Goal of the exercise.
Print every record exactly, with nothing added or left out.

Material supplied.
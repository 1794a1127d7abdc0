//! Accounts CLI - Database migrations and management tools.
//!
//! # Usage
//!
//! ```bash
//! # Run database migrations
//! accounts-cli migrate
//!
//! # Create a user
//! accounts-cli user create -u pine -e ada@example.com -f Ada -l Apple -p 'long-password'
//!
//! # Create a demo user with three carts
//! accounts-cli seed --carts 3
//! ```
//!
//! # Environment Variables
//!
//! - `ACCOUNTS_DATABASE_URL` - `PostgreSQL` connection string (falls back to `DATABASE_URL`)

#![cfg_attr(not(test), forbid(unsafe_code))]

use clap::{Parser, Subcommand};

use accounts_api::services::password::DEFAULT_MIN_PASSWORD_LENGTH;

mod commands;

#[derive(Parser)]
#[command(name = "accounts-cli")]
#[command(author, version, about = "Accounts service CLI tools")]
struct Cli {
    #[command(subcommand)]
    command: Commands,
}

#[derive(Subcommand)]
enum Commands {
    /// Run database migrations
    Migrate,
    /// Manage users
    User {
        #[command(subcommand)]
        action: UserAction,
    },
    /// Create a demo user with carts
    Seed {
        /// Number of carts to open for the demo user
        #[arg(short, long, default_value_t = 2)]
        carts: u32,

        /// Demo user email address
        #[arg(short, long, default_value = "demo@example.com")]
        email: String,
    },
}

#[derive(Subcommand)]
enum UserAction {
    /// Create a new user
    Create {
        /// Unique username
        #[arg(short, long)]
        username: String,

        /// Email address
        #[arg(short, long)]
        email: String,

        /// First name
        #[arg(short, long)]
        first_name: String,

        /// Last name
        #[arg(short, long)]
        last_name: String,

        /// Plaintext password, hashed before storage
        #[arg(short, long)]
        password: String,

        /// Minimum password length to enforce
        #[arg(long, default_value_t = DEFAULT_MIN_PASSWORD_LENGTH)]
        min_password_length: usize,
    },
}

#[tokio::main]
async fn main() {
    // Initialize tracing
    tracing_subscriber::fmt::init();

    let cli = Cli::parse();

    if let Err(e) = run(cli).await {
        tracing::error!("Command failed: {e}");
        std::process::exit(1);
    }
}

async fn run(cli: Cli) -> Result<(), commands::CliError> {
    match cli.command {
        Commands::Migrate => commands::migrate::run().await?,
        Commands::User { action } => match action {
            UserAction::Create {
                username,
                email,
                first_name,
                last_name,
                password,
                min_password_length,
            } => {
                commands::user::create(
                    commands::user::CreateUser {
                        username,
                        email,
                        first_name,
                        last_name,
                        password,
                    },
                    min_password_length,
                )
                .await?;
            }
        },
        Commands::Seed { carts, email } => commands::seed::run(&email, carts).await?,
    }
    Ok(())
}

Written answer.
repository 1794a1127d7abdc0
//! Accounts CLI - Database migrations and management tools.
//!
//! # Usage
//!
//! ```bash
//! # Run database migrations
//! accounts-cli migrate
//!
//! # Create a user
//! accounts-cli user create -u pine -e ada@example.com -f Ada -l Apple -p 'long-password'
//!
//! # Create a demo user with three carts
//! accounts-cli seed --carts 3
//! ```
//!
//! # Environment Variables
//!
//! - `ACCOUNTS_DATABASE_URL` - `PostgreSQL` connection string (falls back to `DATABASE_URL`)

#![cfg_attr(not(test), forbid(unsafe_code))]

use clap::{Parser, Subcommand};

use accounts_api::services::password::DEFAULT_MIN_PASSWORD_LENGTH;

mod commands;

#[derive(Parser)]
#[command(name = "accounts-cli")]
#[command(author, version, about = "Accounts service CLI tools")]
struct Cli {
    #[command(subcommand)]
    command: Commands,
}

#[derive(Subcommand)]
enum Commands {
    /// Run database migrations
    Migrate,
    /// Manage users
    User {
        #[command(subcommand)]
        action: UserAction,
    },
    /// Create a demo user with carts
    Seed {
        /// Number of carts to open for the demo user
        #[arg(short, long, default_value_t = 2)]
        carts: u32,

        /// Demo user email address
        #[arg(short, long, default_value = "demo@example.com")]
        email: String,
    },
}

#[derive(Subcommand)]
enum UserAction {
    /// Create a new user
    Create {
        /// Unique username
        #[arg(short, long)]
        username: String,

        /// Email address
        #[arg(short, long)]
        email: String,

        /// First name
        #[arg(short, long)]
        first_name: String,

        /// Last name
        #[arg(short, long)]
        last_name: String,

        /// Plaintext password, hashed before storage
        #[arg(short, long)]
        password: String,

        /// Minimum password length to enforce
        #[arg(long, default_value_t = DEFAULT_MIN_PASSWORD_LENGTH)]
        min_password_length: usize,
    },
}

#[tokio::main]
async fn main() {
    // Initialize tracing
    tracing_subscriber::fmt::init();

    let cli = Cli::parse();

    if let Err(e) = run(cli).await {
        tracing::error!("Command failed: {e}");
        std::process::exit(1);
    }
}

async fn run(cli: Cli) -> Result<(), commands::CliError> {
    match cli.command {
        Commands::Migrate => commands::migrate::run().await?,
        Commands::User { action } => match action {
            UserAction::Create {
                username,
                email,
                first_name,
                last_name,
                password,
                min_password_length,
            } => {
                commands::user::create(
                    commands::user::CreateUser {
                        username,
                        email,
                        first_name,
                        last_name,
                        password,
                    },
                    min_password_length,
                )
                .await?;
            }
        },
        Commands::Seed { carts, email } => commands::seed::run(&email, carts).await?,
    }
    Ok(())
}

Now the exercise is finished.